Content starts
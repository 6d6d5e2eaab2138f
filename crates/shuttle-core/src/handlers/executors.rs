//! Executor and environment handlers.

use crate::domain::Executor;
use crate::domain::events::{
    EnvironmentCreated, EnvironmentDeleted, EnvironmentUpdated, ExecutorCreated, ExecutorDeleted,
    ExecutorUpdated,
};
use crate::store::AppState;
use crate::store::state::upsert_by;
use crate::typed::{RegistryError, TypedRegistry};

pub fn register(registry: &mut TypedRegistry) -> Result<(), RegistryError> {
    registry.register::<ExecutorCreated, _>(|state: &mut AppState, e: ExecutorCreated| {
        upsert_executor(state, e.0)
    })?;
    registry.register::<ExecutorUpdated, _>(|state: &mut AppState, e: ExecutorUpdated| {
        upsert_executor(state, e.0)
    })?;
    registry.register::<ExecutorDeleted, _>(|state: &mut AppState, e: ExecutorDeleted| {
        state.executors.retain(|x| x.id != e.executor_id)
    })?;
    registry.register::<EnvironmentCreated, _>(|state: &mut AppState, e: EnvironmentCreated| {
        upsert_by(&mut state.environments, e.0, |a, b| a.id == b.id)
    })?;
    registry.register::<EnvironmentUpdated, _>(|state: &mut AppState, e: EnvironmentUpdated| {
        upsert_by(&mut state.environments, e.0, |a, b| a.id == b.id)
    })?;
    registry.register::<EnvironmentDeleted, _>(|state: &mut AppState, e: EnvironmentDeleted| {
        state.environments.retain(|x| x.id != e.environment_id)
    })?;
    Ok(())
}

/// At most one executor is the default: a new default demotes the others.
pub fn upsert_executor(state: &mut AppState, executor: Executor) {
    if executor.is_default {
        for other in state.executors.iter_mut().filter(|x| x.id != executor.id) {
            other.is_default = false;
        }
    }
    upsert_by(&mut state.executors, executor, |a, b| a.id == b.id);
}
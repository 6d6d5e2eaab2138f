//! Kanban view: the steps and tasks of exactly one workflow.
//!
//! # 不変条件
//! - every task and step in a view belongs to `workflow_id`
//! - steps stay sorted by `position`; ties keep their previous relative order
//! - a moved task is appended at the end of its target step

use serde::{Deserialize, Serialize};

use crate::domain::{StepId, Task, TaskId, WorkflowId, WorkflowStep};

/// Where a task sits on the board.
#[derive(Debug, Clone, PartialEq, Eq, Serialize, Deserialize)]
pub struct TaskPlacement {
    pub step_id: StepId,
    pub position: i64,
}

#[derive(Debug, Clone, Default, PartialEq, Serialize, Deserialize)]
pub struct KanbanView {
    pub workflow_id: Option<WorkflowId>,
    pub steps: Vec<WorkflowStep>,
    pub tasks: Vec<Task>,
}

impl KanbanView {
    pub fn scoped(workflow_id: WorkflowId) -> Self {
        Self {
            workflow_id: Some(workflow_id),
            steps: Vec::new(),
            tasks: Vec::new(),
        }
    }

    pub fn is_scoped_to(&self, workflow_id: &WorkflowId) -> bool {
        self.workflow_id.as_ref() == Some(workflow_id)
    }

    /// Replace the whole board (kanban snapshot).
    pub fn replace(&mut self, workflow_id: WorkflowId, steps: Vec<WorkflowStep>, tasks: Vec<Task>) {
        self.workflow_id = Some(workflow_id.clone());
        self.steps = steps
            .into_iter()
            .filter(|s| s.workflow_id == workflow_id)
            .collect();
        self.tasks = tasks
            .into_iter()
            .filter(|t| t.workflow_id == workflow_id && !t.is_archived())
            .collect();
        sort_steps(&mut self.steps);
    }

    pub fn task(&self, task_id: &TaskId) -> Option<&Task> {
        self.tasks.iter().find(|t| &t.id == task_id)
    }

    pub fn task_mut(&mut self, task_id: &TaskId) -> Option<&mut Task> {
        self.tasks.iter_mut().find(|t| &t.id == task_id)
    }

    pub fn step(&self, step_id: &StepId) -> Option<&WorkflowStep> {
        self.steps.iter().find(|s| &s.id == step_id)
    }

    /// Upsert by id. Returns `false` (no-op) when the task belongs to another
    /// workflow. An archived task is removed instead.
    pub fn upsert_task(&mut self, task: Task) -> bool {
        if !self.is_scoped_to(&task.workflow_id) {
            return false;
        }
        if task.is_archived() {
            self.remove_task(&task.id);
            return true;
        }
        match self.tasks.iter_mut().find(|t| t.id == task.id) {
            Some(existing) => *existing = task,
            None => self.tasks.push(task),
        }
        true
    }

    pub fn remove_task(&mut self, task_id: &TaskId) -> Option<Task> {
        let idx = self.tasks.iter().position(|t| &t.id == task_id)?;
        Some(self.tasks.remove(idx))
    }

    /// Upsert by id, then re-sort by position (stable).
    pub fn upsert_step(&mut self, step: WorkflowStep) -> bool {
        if !self.is_scoped_to(&step.workflow_id) {
            return false;
        }
        match self.steps.iter_mut().find(|s| s.id == step.id) {
            Some(existing) => *existing = step,
            None => self.steps.push(step),
        }
        sort_steps(&mut self.steps);
        true
    }

    pub fn remove_step(&mut self, step_id: &StepId) -> Option<WorkflowStep> {
        let idx = self.steps.iter().position(|s| &s.id == step_id)?;
        Some(self.steps.remove(idx))
    }

    /// Position a task gets when appended to `step_id`, ignoring `moving` itself.
    pub fn append_position(&self, step_id: &StepId, moving: &TaskId) -> i64 {
        self.tasks
            .iter()
            .filter(|t| &t.workflow_step_id == step_id && &t.id != moving)
            .count() as i64
    }

    pub fn placement(&self, task_id: &TaskId) -> Option<TaskPlacement> {
        self.task(task_id).map(|t| TaskPlacement {
            step_id: t.workflow_step_id.clone(),
            position: t.position,
        })
    }

    /// Move a task to the end of `step_id`. Returns the placement it had before.
    pub fn move_to_end(&mut self, task_id: &TaskId, step_id: &StepId) -> Option<TaskPlacement> {
        let position = self.append_position(step_id, task_id);
        let task = self.task_mut(task_id)?;
        let previous = TaskPlacement {
            step_id: std::mem::replace(&mut task.workflow_step_id, step_id.clone()),
            position: std::mem::replace(&mut task.position, position),
        };
        Some(previous)
    }

    /// Put a task at an exact placement, leaving every other field as it is now.
    pub fn place(&mut self, task_id: &TaskId, placement: &TaskPlacement) -> bool {
        match self.task_mut(task_id) {
            Some(task) => {
                task.workflow_step_id = placement.step_id.clone();
                task.position = placement.position;
                true
            }
            None => false,
        }
    }

    /// Tasks of one step ordered by position.
    pub fn tasks_in_step(&self, step_id: &StepId) -> Vec<&Task> {
        let mut tasks: Vec<&Task> = self
            .tasks
            .iter()
            .filter(|t| &t.workflow_step_id == step_id)
            .collect();
        tasks.sort_by_key(|t| t.position);
        tasks
    }
}

/// `sort_by_key` is a stable sort: equal positions keep their current order.
fn sort_steps(steps: &mut [WorkflowStep]) {
    steps.sort_by_key(|s| s.position);
}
Content ends
(What to produce): Please set down the entire material above exactly as presented.

(Output):
repository 6d6d5e2eaab2138f
filename crates/shuttle-core/src/handlers/executors.rs
//! Executor and environment handlers.

use crate::domain::Executor;
use crate::domain::events::{
    EnvironmentCreated, EnvironmentDeleted, EnvironmentUpdated, ExecutorCreated, ExecutorDeleted,
    ExecutorUpdated,
};
use crate::store::AppState;
use crate::store::state::upsert_by;
use crate::typed::{RegistryError, TypedRegistry};

pub fn register(registry: &mut TypedRegistry) -> Result<(), RegistryError> {
    registry.register::<ExecutorCreated, _>(|state: &mut AppState, e: ExecutorCreated| {
        upsert_executor(state, e.0)
    })?;
    registry.register::<ExecutorUpdated, _>(|state: &mut AppState, e: ExecutorUpdated| {
        upsert_executor(state, e.0)
    })?;
    registry.register::<ExecutorDeleted, _>(|state: &mut AppState, e: ExecutorDeleted| {
        state.executors.retain(|x| x.id != e.executor_id)
    })?;
    registry.register::<EnvironmentCreated, _>(|state: &mut AppState, e: EnvironmentCreated| {
        upsert_by(&mut state.environments, e.0, |a, b| a.id == b.id)
    })?;
    registry.register::<EnvironmentUpdated, _>(|state: &mut AppState, e: EnvironmentUpdated| {
        upsert_by(&mut state.environments, e.0, |a, b| a.id == b.id)
    })?;
    registry.register::<EnvironmentDeleted, _>(|state: &mut AppState, e: EnvironmentDeleted| {
        state.environments.retain(|x| x.id != e.environment_id)
    })?;
    Ok(())
}

/// At most one executor is the default: a new default demotes the others.
pub fn upsert_executor(state: &mut AppState, executor: Executor) {
    if executor.is_default {
        for other in state.executors.iter_mut().filter(|x| x.id != executor.id) {
            other.is_default = false;
        }
    }
    upsert_by(&mut state.executors, executor, |a, b| a.id == b.id);
}
repository 6d6d5e2eaab2138f
//! Kanban view: the steps and tasks of exactly one workflow.
//!
//! # 不変条件
//! - every task and step in a view belongs to `workflow_id`
//! - steps stay sorted by `position`; ties keep their previous relative order
//! - a moved task is appended at the end of its target step

use serde::{Deserialize, Serialize};

use crate::domain::{StepId, Task, TaskId, WorkflowId, WorkflowStep};

/// Where a task sits on the board.
#[derive(Debug, Clone, PartialEq, Eq, Serialize, Deserialize)]
pub struct TaskPlacement {
    pub step_id: StepId,
    pub position: i64,
}

#[derive(Debug, Clone, Default, PartialEq, Serialize, Deserialize)]
pub struct KanbanView {
    pub workflow_id: Option<WorkflowId>,
    pub steps: Vec<WorkflowStep>,
    pub tasks: Vec<Task>,
}

impl KanbanView {
    pub fn scoped(workflow_id: WorkflowId) -> Self {
        Self {
            workflow_id: Some(workflow_id),
            steps: Vec::new(),
            tasks: Vec::new(),
        }
    }

    pub fn is_scoped_to(&self, workflow_id: &WorkflowId) -> bool {
        self.workflow_id.as_ref() == Some(workflow_id)
    }

    /// Replace the whole board (kanban snapshot).
    pub fn replace(&mut self, workflow_id: WorkflowId, steps: Vec<WorkflowStep>, tasks: Vec<Task>) {
        self.workflow_id = Some(workflow_id.clone());
        self.steps = steps
            .into_iter()
            .filter(|s| s.workflow_id == workflow_id)
            .collect();
        self.tasks = tasks
            .into_iter()
            .filter(|t| t.workflow_id == workflow_id && !t.is_archived())
            .collect();
        sort_steps(&mut self.steps);
    }

    pub fn task(&self, task_id: &TaskId) -> Option<&Task> {
        self.tasks.iter().find(|t| &t.id == task_id)
    }

    pub fn task_mut(&mut self, task_id: &TaskId) -> Option<&mut Task> {
        self.tasks.iter_mut().find(|t| &t.id == task_id)
    }

    pub fn step(&self, step_id: &StepId) -> Option<&WorkflowStep> {
        self.steps.iter().find(|s| &s.id == step_id)
    }

    /// Upsert by id. Returns `false` (no-op) when the task belongs to another
    /// workflow. An archived task is removed instead.
    pub fn upsert_task(&mut self, task: Task) -> bool {
        if !self.is_scoped_to(&task.workflow_id) {
            return false;
        }
        if task.is_archived() {
            self.remove_task(&task.id);
            return true;
        }
        match self.tasks.iter_mut().find(|t| t.id == task.id) {
            Some(existing) => *existing = task,
            None => self.tasks.push(task),
        }
        true
    }

    pub fn remove_task(&mut self, task_id: &TaskId) -> Option<Task> {
        let idx = self.tasks.iter().position(|t| &t.id == task_id)?;
        Some(self.tasks.remove(idx))
    }

    /// Upsert by id, then re-sort by position (stable).
    pub fn upsert_step(&mut self, step: WorkflowStep) -> bool {
        if !self.is_scoped_to(&step.workflow_id) {
            return false;
        }
        match self.steps.iter_mut().find(|s| s.id == step.id) {
            Some(existing) => *existing = step,
            None => self.steps.push(step),
        }
        sort_steps(&mut self.steps);
        true
    }

    pub fn remove_step(&mut self, step_id: &StepId) -> Option<WorkflowStep> {
        let idx = self.steps.iter().position(|s| &s.id == step_id)?;
        Some(self.steps.remove(idx))
    }

    /// Position a task gets when appended to `step_id`, ignoring `moving` itself.
    pub fn append_position(&self, step_id: &StepId, moving: &TaskId) -> i64 {
        self.tasks
            .iter()
            .filter(|t| &t.workflow_step_id == step_id && &t.id != moving)
            .count() as i64
    }

    pub fn placement(&self, task_id: &TaskId) -> Option<TaskPlacement> {
        self.task(task_id).map(|t| TaskPlacement {
            step_id: t.workflow_step_id.clone(),
            position: t.position,
        })
    }

    /// Move a task to the end of `step_id`. Returns the placement it had before.
    pub fn move_to_end(&mut self, task_id: &TaskId, step_id: &StepId) -> Option<TaskPlacement> {
        let position = self.append_position(step_id, task_id);
        let task = self.task_mut(task_id)?;
        let previous = TaskPlacement {
            step_id: std::mem::replace(&mut task.workflow_step_id, step_id.clone()),
            position: std::mem::replace(&mut task.position, position),
        };
        Some(previous)
    }

    /// Put a task at an exact placement, leaving every other field as it is now.
    pub fn place(&mut self, task_id: &TaskId, placement: &TaskPlacement) -> bool {
        match self.task_mut(task_id) {
            Some(task) => {
                task.workflow_step_id = placement.step_id.clone();
                task.position = placement.position;
                true
            }
            None => false,
        }
    }

    /// Tasks of one step ordered by position.
    pub fn tasks_in_step(&self, step_id: &StepId) -> Vec<&Task> {
        let mut tasks: Vec<&Task> = self
            .tasks
            .iter()
            .filter(|t| &t.workflow_step_id == step_id)
            .collect();
        tasks.sort_by_key(|t| t.position);
        tasks
    }
}

/// `sort_by_key` is a stable sort: equal positions keep their current order.
fn sort_steps(steps: &mut [WorkflowStep]) {
    steps.sort_by_key(|s| s.position);
}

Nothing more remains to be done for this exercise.